» Required action
No record may be omitted; give all of them again exactly.

(Dataset entries)
········

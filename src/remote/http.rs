use async_trait::async_trait;
use chrono::{DateTime, Utc};
use reqwest::{Client, Response};
use serde::{Deserialize, Serialize};
use serde_json::{Value, json};
use tracing::debug;

use crate::{
    types::{VisitId, VisitPurpose},
    visit::VisitRecord,
};

use super::{RemoteFailure, RemoteVisitSink};

const DEFAULT_TABLE: &str = "visitors";

/// Connection settings for the hosted visitors table.
#[derive(Debug, Clone, PartialEq, Eq, Serialize, Deserialize)]
pub struct RemoteConfig {
    /// Project base URL, e.g. `https://example.supabase.co`.
    pub base_url: String,
    /// API key sent as both `apikey` and bearer token.
    #[serde(skip_serializing)]
    pub api_key: String,
    /// Table name under `/rest/v1/`.
    #[serde(default = "default_table")]
    pub table: String,
}

fn default_table() -> String {
    DEFAULT_TABLE.to_string()
}

#[derive(Debug, Serialize)]
struct CreateRow<'a> {
    full_name: &'a str,
    reason_for_visit: Option<&'a str>,
    person_to_meet: Option<&'a str>,
    phone_number: Option<&'a str>,
    photo_base64: Option<&'a str>,
    checked_in_at: DateTime<Utc>,
}

#[derive(Debug, Deserialize)]
struct ReturnedRow {
    id: Value,
}

/// [`RemoteVisitSink`] speaking the PostgREST dialect of a hosted table.
pub struct HttpVisitSink {
    client: Client,
    config: RemoteConfig,
}

impl HttpVisitSink {
    /// Builds a sink with a default `reqwest` client.
    pub fn new(config: RemoteConfig) -> Result<Self, RemoteFailure> {
        let client = Client::builder()
            .build()
            .map_err(|e| RemoteFailure::Unreachable(format!("http client init failed: {e}")))?;
        Ok(Self::with_client(client, config))
    }

    /// Builds a sink around an existing client.
    pub fn with_client(client: Client, config: RemoteConfig) -> Self {
        Self { client, config }
    }

    fn table_url(&self) -> String {
        format!(
            "{}/rest/v1/{}",
            self.config.base_url.trim_end_matches('/'),
            self.config.table
        )
    }
}

#[async_trait]
impl RemoteVisitSink for HttpVisitSink {
    async fn record_check_in(&self, record: &VisitRecord) -> Result<VisitId, RemoteFailure> {
        let reason = match record.purpose {
            Some(VisitPurpose::Other) => record.free_text_reason.as_deref(),
            Some(purpose) => Some(purpose.code()),
            None => None,
        };
        let row = CreateRow {
            full_name: &record.visitor_name,
            reason_for_visit: reason,
            person_to_meet: record.person_to_meet.as_deref(),
            phone_number: record.phone_number.as_deref(),
            photo_base64: record.photo_reference.as_deref(),
            checked_in_at: record.check_in_time,
        };

        let response = self
            .client
            .post(self.table_url())
            .header("apikey", &self.config.api_key)
            .bearer_auth(&self.config.api_key)
            .header("Prefer", "return=representation")
            .json(&[row])
            .send()
            .await
            .map_err(|e| RemoteFailure::Unreachable(e.to_string()))?;

        let rows = returned_rows(response).await?;
        let first = rows
            .into_iter()
            .next()
            .ok_or_else(|| RemoteFailure::Decode("insert returned no rows".to_string()))?;
        let id = remote_id(first.id)?;
        debug!(remote_id = %id, "remote check-in recorded");
        Ok(id)
    }

    async fn record_check_out(&self, id: &VisitId, at: DateTime<Utc>) -> Result<(), RemoteFailure> {
        let response = self
            .client
            .patch(self.table_url())
            .query(&[("id", format!("eq.{id}"))])
            .header("apikey", &self.config.api_key)
            .bearer_auth(&self.config.api_key)
            .header("Prefer", "return=representation")
            .json(&json!({ "checked_out_at": at }))
            .send()
            .await
            .map_err(|e| RemoteFailure::Unreachable(e.to_string()))?;

        let rows = returned_rows(response).await?;
        if rows.is_empty() {
            return Err(RemoteFailure::MissingRow(id.clone()));
        }
        debug!(remote_id = %id, "remote check-out recorded");
        Ok(())
    }
}

async fn returned_rows(response: Response) -> Result<Vec<ReturnedRow>, RemoteFailure> {
    let status = response.status();
    if !status.is_success() {
        let body = response.text().await.unwrap_or_default();
        return Err(RemoteFailure::Rejected {
            status: status.as_u16(),
            body,
        });
    }
    response
        .json::<Vec<ReturnedRow>>()
        .await
        .map_err(|e| RemoteFailure::Decode(e.to_string()))
}

fn remote_id(value: Value) -> Result<VisitId, RemoteFailure> {
    match value {
        Value::String(s) if !s.is_empty() => Ok(VisitId::new(s)),
        Value::Number(n) => Ok(VisitId::new(n.to_string())),
        other => Err(RemoteFailure::Decode(format!("unusable remote id: {other}"))),
    }
}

········

» Reply
filename src/remote/http.rs
use async_trait::async_trait;
use chrono::{DateTime, Utc};
use reqwest::{Client, Response};
use serde::{Deserialize, Serialize};
use serde_json::{Value, json};
use tracing::debug;

use crate::{
    types::{VisitId, VisitPurpose},
    visit::VisitRecord,
};

use super::{RemoteFailure, RemoteVisitSink};

const DEFAULT_TABLE: &str = "visitors";

/// Connection settings for the hosted visitors table.
#[derive(Debug, Clone, PartialEq, Eq, Serialize, Deserialize)]
pub struct RemoteConfig {
    /// Project base URL, e.g. `https://example.supabase.co`.
    pub base_url: String,
    /// API key sent as both `apikey` and bearer token.
    #[serde(skip_serializing)]
    pub api_key: String,
    /// Table name under `/rest/v1/`.
    #[serde(default = "default_table")]
    pub table: String,
}

fn default_table() -> String {
    DEFAULT_TABLE.to_string()
}

#[derive(Debug, Serialize)]
struct CreateRow<'a> {
    full_name: &'a str,
    reason_for_visit: Option<&'a str>,
    person_to_meet: Option<&'a str>,
    phone_number: Option<&'a str>,
    photo_base64: Option<&'a str>,
    checked_in_at: DateTime<Utc>,
}

#[derive(Debug, Deserialize)]
struct ReturnedRow {
    id: Value,
}

/// [`RemoteVisitSink`] speaking the PostgREST dialect of a hosted table.
pub struct HttpVisitSink {
    client: Client,
    config: RemoteConfig,
}

impl HttpVisitSink {
    /// Builds a sink with a default `reqwest` client.
    pub fn new(config: RemoteConfig) -> Result<Self, RemoteFailure> {
        let client = Client::builder()
            .build()
            .map_err(|e| RemoteFailure::Unreachable(format!("http client init failed: {e}")))?;
        Ok(Self::with_client(client, config))
    }

    /// Builds a sink around an existing client.
    pub fn with_client(client: Client, config: RemoteConfig) -> Self {
        Self { client, config }
    }

    fn table_url(&self) -> String {
        format!(
            "{}/rest/v1/{}",
            self.config.base_url.trim_end_matches('/'),
            self.config.table
        )
    }
}

#[async_trait]
impl RemoteVisitSink for HttpVisitSink {
    async fn record_check_in(&self, record: &VisitRecord) -> Result<VisitId, RemoteFailure> {
        let reason = match record.purpose {
            Some(VisitPurpose::Other) => record.free_text_reason.as_deref(),
            Some(purpose) => Some(purpose.code()),
            None => None,
        };
        let row = CreateRow {
            full_name: &record.visitor_name,
            reason_for_visit: reason,
            person_to_meet: record.person_to_meet.as_deref(),
            phone_number: record.phone_number.as_deref(),
            photo_base64: record.photo_reference.as_deref(),
            checked_in_at: record.check_in_time,
        };

        let response = self
            .client
            .post(self.table_url())
            .header("apikey", &self.config.api_key)
            .bearer_auth(&self.config.api_key)
            .header("Prefer", "return=representation")
            .json(&[row])
            .send()
            .await
            .map_err(|e| RemoteFailure::Unreachable(e.to_string()))?;

        let rows = returned_rows(response).await?;
        let first = rows
            .into_iter()
            .next()
            .ok_or_else(|| RemoteFailure::Decode("insert returned no rows".to_string()))?;
        let id = remote_id(first.id)?;
        debug!(remote_id = %id, "remote check-in recorded");
        Ok(id)
    }

    async fn record_check_out(&self, id: &VisitId, at: DateTime<Utc>) -> Result<(), RemoteFailure> {
        let response = self
            .client
            .patch(self.table_url())
            .query(&[("id", format!("eq.{id}"))])
            .header("apikey", &self.config.api_key)
            .bearer_auth(&self.config.api_key)
            .header("Prefer", "return=representation")
            .json(&json!({ "checked_out_at": at }))
            .send()
            .await
            .map_err(|e| RemoteFailure::Unreachable(e.to_string()))?;

        let rows = returned_rows(response).await?;
        if rows.is_empty() {
            return Err(RemoteFailure::MissingRow(id.clone()));
        }
        debug!(remote_id = %id, "remote check-out recorded");
        Ok(())
    }
}

async fn returned_rows(response: Response) -> Result<Vec<ReturnedRow>, RemoteFailure> {
    let status = response.status();
    if !status.is_success() {
        let body = response.text().await.unwrap_or_default();
        return Err(RemoteFailure::Rejected {
            status: status.as_u16(),
            body,
        });
    }
    response
        .json::<Vec<ReturnedRow>>()
        .await
        .map_err(|e| RemoteFailure::Decode(e.to_string()))
}

fn remote_id(value: Value) -> Result<VisitId, RemoteFailure> {
    match value {
        Value::String(s) if !s.is_empty() => Ok(VisitId::new(s)),
        Value::Number(n) => Ok(VisitId::new(n.to_string())),
        other => Err(RemoteFailure::Decode(format!("unusable remote id: {other}"))),
    }
}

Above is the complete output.